The Separation Techniques industry is indicating development quickly, with esteem anticipated that would hit 240 billion dollars by 2017, up from 164 billion dollars in the year 2010, stamping yearly development of about 7%, as per a current modern research report. Geologically, worldwide detachment innovations advertise has been portioned into four zones to be specific, North America, Europe, Asia-Pacific and Rest of the World. Separation techniques industry which is comprised of several equipment like chromatography, spectrometry, electrophoresis, is one of the emerging field which shows the greater impact in the market.


Mineral metals are one of the fundamental crude materials which ought to be isolated and cleaned to their mineral structures. Mineral metal can be isolated by their molecule sizes, physical properties, and concoction properties. Partitions are made by concoction medicines and they are liable to quality control in every area to achieve its monetary review by isolating every other contamination.
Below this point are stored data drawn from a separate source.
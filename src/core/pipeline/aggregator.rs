//! Result aggregation for both pipeline modes.

use crate::core::comparator::SimilarityRecord;
use crate::core::persist::RecordStore;
use crate::error::PersistError;
use crate::events::{Event, EventSender, PersistEvent};
use crossbeam_channel::Receiver;
use serde::{Deserialize, Serialize};
use std::collections::BTreeSet;
use std::path::{Path, PathBuf};
use std::sync::Mutex;

/// Default number of records per committed batch
pub const DEFAULT_BATCH_SIZE: usize = 100_000;

/// Paths that appeared in at least one similar pair.
///
/// Shared by every worker during a run and read once after they are joined.
#[derive(Debug, Default)]
pub struct DuplicateSet {
    paths: Mutex<BTreeSet<PathBuf>>,
}

impl DuplicateSet {
    pub fn new() -> Self {
        Self::default()
    }

    /// Record both images of a similar pair
    pub fn insert_pair(&self, first: &Path, second: &Path) {
        // A worker that panicked mid-insert cannot leave a half-written BTreeSet
        // entry, so a poisoned set is still safe to use
        let mut paths = self
            .paths
            .lock()
            .unwrap_or_else(std::sync::PoisonError::into_inner);
        paths.insert(first.to_path_buf());
        paths.insert(second.to_path_buf());
    }

    pub fn len(&self) -> usize {
        self.paths
            .lock()
            .map(|paths| paths.len())
            .unwrap_or_else(|poisoned| poisoned.into_inner().len())
    }

    pub fn is_empty(&self) -> bool {
        self.len() == 0
    }

    /// Sorted paths, consuming the set
    pub fn into_sorted(self) -> Vec<PathBuf> {
        self.paths
            .into_inner()
            .unwrap_or_else(std::sync::PoisonError::into_inner)
            .into_iter()
            .collect()
    }
}

/// Outcome of persisting a record stream
#[derive(Debug, Clone, Default, PartialEq, Eq, Serialize, Deserialize)]
pub struct PersistReport {
    /// Records that reached the store
    pub records_committed: usize,
    pub batches_committed: usize,
    pub batches_rolled_back: usize,
    /// Records lost to rolled-back batches
    pub records_rolled_back: usize,
    /// One message per rolled-back batch
    pub errors: Vec<String>,
}

/// Groups records into fixed-size batches and commits each one.
///
/// A failed batch is rolled back by the store, reported, and skipped; later
/// batches are still committed.
pub struct RecordBatcher<'a> {
    store: &'a dyn RecordStore,
    batch_size: usize,
    buffer: Vec<SimilarityRecord>,
    batch_number: usize,
    report: PersistReport,
    events: &'a EventSender,
}

impl<'a> RecordBatcher<'a> {
    pub fn new(store: &'a dyn RecordStore, batch_size: usize, events: &'a EventSender) -> Self {
        let batch_size = batch_size.max(1);
        Self {
            store,
            batch_size,
            buffer: Vec::with_capacity(batch_size.min(DEFAULT_BATCH_SIZE)),
            batch_number: 0,
            report: PersistReport::default(),
            events,
        }
    }

    /// Queue a record, committing when the batch is full
    pub fn push(&mut self, record: SimilarityRecord) {
        self.buffer.push(record);
        if self.buffer.len() >= self.batch_size {
            self.flush();
        }
    }

    /// Commit whatever is buffered
    pub fn flush(&mut self) {
        if self.buffer.is_empty() {
            return;
        }

        self.batch_number += 1;
        let batch = self.batch_number;
        let records = self.buffer.len();

        match self.store.commit_batch(&self.buffer) {
            Ok(()) => {
                tracing::info!(batch, records, "Committed record batch");
                self.report.batches_committed += 1;
                self.report.records_committed += records;
                self.events
                    .send(Event::Persist(PersistEvent::BatchCommitted { batch, records }));
            }
            Err(e) => {
                let error = PersistError::BatchRolledBack {
                    batch,
                    records,
                    reason: e.to_string(),
                };
                tracing::error!(batch, records, error = %e, "Record batch rolled back");
                self.report.batches_rolled_back += 1;
                self.report.records_rolled_back += records;
                self.report.errors.push(error.to_string());
                self.events.send(Event::Persist(PersistEvent::BatchRolledBack {
                    batch,
                    records,
                    message: e.to_string(),
                }));
            }
        }

        self.buffer.clear();
    }

    /// Commit the remainder and return the report
    pub fn finish(mut self) -> PersistReport {
        self.flush();
        self.report
    }

    /// Drain a record channel until every sender is gone
    pub fn collect(mut self, records: Receiver<SimilarityRecord>) -> PersistReport {
        for record in records {
            self.push(record);
        }
        self.finish()
    }
}

#[cfg(test)]
mod tests {
    use super::*;
    use crate::core::persist::InMemoryRecordStore;
    use crate::events::{null_sender, EventChannel};

    fn create_record(index: usize, grayscale: f64) -> SimilarityRecord {
        SimilarityRecord {
            img1: format!("{index}.jpg"),
            img2: format!("{}.jpg", index + 1000),
            ahash: 1,
            dhash: 1,
            phash: 1,
            grayscale,
            histogram: 0.5,
            similar: true,
        }
    }

    #[test]
    fn duplicate_set_keeps_each_path_once() {
        let set = DuplicateSet::new();
        set.insert_pair(Path::new("/b.png"), Path::new("/a.png"));
        set.insert_pair(Path::new("/a.png"), Path::new("/c.png"));

        assert_eq!(set.len(), 3);
        assert_eq!(
            set.into_sorted(),
            vec![
                PathBuf::from("/a.png"),
                PathBuf::from("/b.png"),
                PathBuf::from("/c.png")
            ]
        );
    }

    #[test]
    fn duplicate_set_is_shared_across_threads() {
        let set = DuplicateSet::new();
        std::thread::scope(|scope| {
            for worker in 0..4 {
                let set = &set;
                scope.spawn(move || {
                    for i in 0..25 {
                        let path = PathBuf::from(format!("/{worker}-{i}.png"));
                        set.insert_pair(&path, Path::new("/shared.png"));
                    }
                });
            }
        });
        assert_eq!(set.len(), 101);
    }

    #[test]
    fn records_are_committed_in_batches() {
        let store = InMemoryRecordStore::new();
        let events = null_sender();
        let mut batcher = RecordBatcher::new(&store, 3, &events);

        for i in 0..7 {
            batcher.push(create_record(i, 0.5));
        }
        let report = batcher.finish();

        assert_eq!(report.batches_committed, 3);
        assert_eq!(report.records_committed, 7);
        assert_eq!(store.count().unwrap(), 7);
    }

    #[test]
    fn failed_batch_is_reported_and_later_batches_continue() {
        let store = InMemoryRecordStore::new();
        let (sender, receiver) = EventChannel::new();
        let mut batcher = RecordBatcher::new(&store, 2, &sender);

        batcher.push(create_record(0, 0.5));
        batcher.push(create_record(1, 0.5));
        batcher.push(create_record(2, 0.5));
        batcher.push(create_record(3, 3.0));
        batcher.push(create_record(4, 0.5));
        let report = batcher.finish();

        assert_eq!(report.batches_committed, 2);
        assert_eq!(report.batches_rolled_back, 1);
        assert_eq!(report.records_rolled_back, 2);
        assert_eq!(report.records_committed, 3);
        assert!(report.errors[0].contains("Batch 2"));
        assert_eq!(store.count().unwrap(), 3);

        drop(sender);
        let rolled_back = receiver
            .iter()
            .filter(|e| matches!(e, Event::Persist(PersistEvent::BatchRolledBack { batch: 2, .. })))
            .count();
        assert_eq!(rolled_back, 1);
    }

    #[test]
    fn collect_drains_channel() {
        let store = InMemoryRecordStore::new();
        let events = null_sender();
        let (tx, rx) = crossbeam_channel::unbounded();

        for i in 0..5 {
            tx.send(create_record(i, 0.5)).unwrap();
        }
        drop(tx);

        let report = RecordBatcher::new(&store, DEFAULT_BATCH_SIZE, &events).collect(rx);
        assert_eq!(report.records_committed, 5);
        assert_eq!(report.batches_committed, 1);
    }
}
Mineral processing, the art of treating crude ores and mineral products in order to separate the valuable minerals from the waste rock, or gangue. It is the first process that most ores undergo after mining in order to provide a more concentrated material for the procedures of extractive metallurgy. The primary operations are comminution and concentration, but there are other important operations in a modern mineral processing plant, including sampling and analysis and dewatering.

Radiochemical separation methods include precipitation, solvent extraction, distillation, ion exchange, and chromatography. Since radioelements are often present in very low chemical concentrations, effects such as sorption on surfaces, anomalies in solvent extraction, etc., must be guarded against. These effects may be eliminated by the addition of an acid, a complexing agent, or a carrier to a radioelement solution. A carrier is a material chemically similar to, or identical with, a given radionuclide. An isotopic carrier is the ordinary stable element with which the radioactive species are isotopic.

Absorption and Adsorption is an important part of separation techniques. The major difference between adsorption and absorption is that one is a surface process and the other a bulk process. It plays a big role in reducing air pollution in many applications around the world. Studies show that the largest single use of absorbers this year will be to capture SO2 from power-plant flue gas. Adsorbers will be used by many chemical process industries (CPI) to capture volatile organic compounds (VOCs) and odors. A small, but fast growing industrial segment uses ozone and oxidants in combination with absorbers.